I’ve been working a fair bit with anomaly detection in the last months, and browsing through Andrew Ng’s excellent machine learning course, I was curious to try out his anomaly detection algorithm. It reads a bit like this:

1. Select a number of features $$X_1, \ldots, X_n$$.

2. If any variable $$X_i$$ does not look Gaussian enough (for some definition of “Gaussian enough”), find a suitable transformation $$x’_i = g_i(x)$$ with e.g. $$g_i(x) = x^{0.5}$$ and use the $$X’_i$$ instead of $$X_i$$ where needed.

3. Calculate the mean and standard deviation $$\mu_i$$ and $$\sigma_i$$ of your new features.

4. Calculate the Gaussian density $$f(x_i’|\mu_i,\sigma_i) = \frac 1 {\sqrt{2 \pi \sigma^2}} e^{-(x_i’ - \sigma_i)^2 / (2 \sigma^2)}$$.

5. Calculate the total density $$F = \prod_i f(x_i’|\mu_i, \sigma_i)$$ and call the observation an anomaly if $$F < \epsilon$$ for some chosen $$\epsilon$$.

So let’s go back to our soccer data, fire up our R, and see what we can find. As our features, we use the passes per minute (PPM) and passes completed per minute (PCPM) for each player. In a real-world anomaly detection scenario, one wouldn’t only use two features, and especially two that are so strongly correlated. But let’s have some fun with this. Applying some simple transformations (roots, basically), we find that both features can be made into something that looks at least somewhat Gaussian.

The fitting is done easily with a few dplyr group-by-and-summarize iterations and I’ll leave the details to the eager reader (it’s a good and easy exercise). The result will, plotted in [ggplot2] look something like this.

Now, using two independent Gaussians to fit our data makes the edges of the plot look all wrong. Just the outer fringes are marked as anomalous while some points that look outlier-ish to the naked eye are not. Also inspecting the points manually, one doesn’t feel encouraged.

Name PPM PCPM P
Toni Kroos 1.1456140 1.0666667 1.480058e-08
Bruno Soriano 1.0892857 1.0714286 3.962323e-08
Nuri Şahin 1.0222222 0.9555556 1.123398e-06
Granit Xhaka 1.0205128 0.9333333 1.684373e-06
Andrés Iniesta 0.9888889 0.9083333 4.268718e-06
Lukas Podolski 1.0000000 0.8888889 4.847362e-06

The long answer has to do with the fact that density estimation is hard. The short answer is using a multivariate Gaussian that allows for correlations in the variables. I used the fantastic mclust package to do mine. The results look way more interesting.

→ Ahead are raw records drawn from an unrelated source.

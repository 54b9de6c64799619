//! `SQLite` store for the engine.
//!
//! One [`SqliteStore`] implements every backend trait over a single guarded
//! connection. The catalog tables defined here describe models, fields,
//! links, and permissions; record data lives in one dynamically created
//! table per model, and record links in one edge table per model link.
//!
//! ## Module Structure
//!
//! - [`connection`]: connection configuration and lock acquisition
//! - [`sql`]: identifier generation, value mapping, clause building
//! - [`metrics`]: operation count and latency recording
//! - `schema`, `records`, `links`, `permissions`: one file per backend trait

mod connection;
mod links;
mod metrics;
mod permissions;
mod records;
mod schema;
mod sql;

pub use connection::{acquire_lock, configure_connection};
pub use metrics::record_operation_metrics;
pub use sql::escape_like_wildcards;

use std::sync::Mutex;

use rusqlite::Connection;

use crate::config::{EngineConfig, StoreLocation};
use crate::{Error, Result};

/// `SQLite`-backed storage for models, records, links, and permissions.
///
/// All backend traits are implemented on this one type; an
/// `Arc<SqliteStore>` coerces to any of the backend trait objects the
/// services expect.
pub struct SqliteStore {
    /// Database connection (mutex for interior mutability).
    conn: Mutex<Connection>,
}

impl SqliteStore {
    /// Opens a store as described by the config.
    ///
    /// For on-disk locations the parent directory is created when missing.
    ///
    /// # Errors
    ///
    /// Returns an error if the database cannot be opened or its catalog
    /// initialized.
    pub fn open(config: &EngineConfig) -> Result<Self> {
        let conn = match &config.location {
            StoreLocation::Disk(path) => {
                if let Some(parent) = path.parent() {
                    if !parent.as_os_str().is_empty() {
                        std::fs::create_dir_all(parent).map_err(|e| Error::Integrity {
                            operation: "create_data_directory".to_string(),
                            source: Box::new(e),
                        })?;
                    }
                }
                Connection::open(path).map_err(|e| storage_error("open_database", e))?
            }
            StoreLocation::InMemory => {
                Connection::open_in_memory().map_err(|e| storage_error("open_database", e))?
            }
        };
        configure_connection(&conn, config.busy_timeout_ms);

        let store = Self {
            conn: Mutex::new(conn),
        };
        store.initialize_catalog()?;
        Ok(store)
    }

    /// Opens an in-memory store, mainly for tests.
    ///
    /// # Errors
    ///
    /// Returns an error if the database cannot be initialized.
    pub fn in_memory() -> Result<Self> {
        Self::open(&EngineConfig::in_memory())
    }

    pub(crate) const fn connection(&self) -> &Mutex<Connection> {
        &self.conn
    }

    /// Creates the catalog tables.
    fn initialize_catalog(&self) -> Result<()> {
        let conn = acquire_lock(&self.conn);

        conn.execute_batch(
            r"
            -- Model definitions
            CREATE TABLE IF NOT EXISTS models (
                id TEXT PRIMARY KEY,
                name TEXT NOT NULL,
                description TEXT NOT NULL DEFAULT '',
                owner TEXT NOT NULL,
                created_at TEXT NOT NULL,
                updated_at TEXT NOT NULL
            );

            -- Field definitions; one row per column of a model's record table
            CREATE TABLE IF NOT EXISTS fields (
                id TEXT PRIMARY KEY,
                model_id TEXT NOT NULL,
                name TEXT NOT NULL,
                description TEXT NOT NULL DEFAULT '',
                field_type TEXT NOT NULL,
                is_parent INTEGER NOT NULL DEFAULT 0,
                is_required INTEGER NOT NULL DEFAULT 0,
                created_at TEXT NOT NULL,
                updated_at TEXT NOT NULL,
                UNIQUE(model_id, name),
                FOREIGN KEY (model_id) REFERENCES models(id) ON DELETE CASCADE
            );

            CREATE INDEX IF NOT EXISTS idx_fields_model ON fields(model_id);

            -- Link definitions; bound columns are NULL when unlimited
            CREATE TABLE IF NOT EXISTS model_links (
                id TEXT PRIMARY KEY,
                model_1_id TEXT NOT NULL,
                model_2_id TEXT NOT NULL,
                model1_unlimited INTEGER NOT NULL DEFAULT 1,
                model1_bound INTEGER,
                model2_unlimited INTEGER NOT NULL DEFAULT 1,
                model2_bound INTEGER,
                created_at TEXT NOT NULL,
                updated_at TEXT NOT NULL,
                CHECK (model_1_id <> model_2_id),
                CHECK (model1_unlimited = 1 OR model1_bound IS NOT NULL),
                CHECK (model2_unlimited = 1 OR model2_bound IS NOT NULL),
                FOREIGN KEY (model_1_id) REFERENCES models(id),
                FOREIGN KEY (model_2_id) REFERENCES models(id)
            );

            -- At most one link per unordered model pair
            CREATE UNIQUE INDEX IF NOT EXISTS idx_model_links_pair
                ON model_links(MIN(model_1_id, model_2_id), MAX(model_1_id, model_2_id));

            CREATE INDEX IF NOT EXISTS idx_model_links_model_1 ON model_links(model_1_id);
            CREATE INDEX IF NOT EXISTS idx_model_links_model_2 ON model_links(model_2_id);

            -- Permission grants
            CREATE TABLE IF NOT EXISTS user_model_permissions (
                id TEXT PRIMARY KEY,
                user_id TEXT NOT NULL,
                model_id TEXT NOT NULL,
                permission TEXT NOT NULL,
                created_at TEXT NOT NULL,
                UNIQUE(user_id, model_id, permission),
                FOREIGN KEY (model_id) REFERENCES models(id) ON DELETE CASCADE
            );

            CREATE INDEX IF NOT EXISTS idx_permissions_user ON user_model_permissions(user_id);
            CREATE INDEX IF NOT EXISTS idx_permissions_model ON user_model_permissions(model_id);
            ",
        )
        .map_err(|e| storage_error("initialize_catalog", e))?;

        Ok(())
    }
}

impl std::fmt::Debug for SqliteStore {
    fn fmt(&self, f: &mut std::fmt::Formatter<'_>) -> std::fmt::Result {
        f.debug_struct("SqliteStore").finish_non_exhaustive()
    }
}

/// Wraps a driver error, logging it before the detail is hidden behind
/// [`Error::Integrity`].
pub(crate) fn storage_error(operation: &str, source: rusqlite::Error) -> Error {
    tracing::error!(operation, error = %source, "storage operation failed");
    Error::Integrity {
        operation: operation.to_string(),
        source: Box::new(source),
    }
}

/// Runs a closure inside an immediate transaction.
///
/// `BEGIN IMMEDIATE` takes the write lock up front so a multi-statement
/// operation never deadlocks against another writer mid-way. The
/// transaction commits when the closure returns `Ok` and rolls back on any
/// error.
pub(crate) fn in_transaction<T>(
    conn: &Connection,
    f: impl FnOnce(&Connection) -> Result<T>,
) -> Result<T> {
    conn.execute("BEGIN IMMEDIATE", [])
        .map_err(|e| storage_error("begin_transaction", e))?;
    match f(conn) {
        Ok(value) => {
            conn.execute("COMMIT", [])
                .map_err(|e| storage_error("commit_transaction", e))?;
            Ok(value)
        }
        Err(err) => {
            let _ = conn.execute("ROLLBACK", []);
            Err(err)
        }
    }
}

If we look again at the players in the lowest-density regions, we actually see something that looks like anomalies (and just poor passing skills).

Name PPM PCPM
Divock Origi 0.22222222 0.05555556
Conor McLaughlin 0.17777778 0.08888889
Kyle Lafferty 0.12322275 0.06635071

The topic of density estimation in general is quite interesting, I’d encourage you to read up on some of the techniques out there and play around with mclust.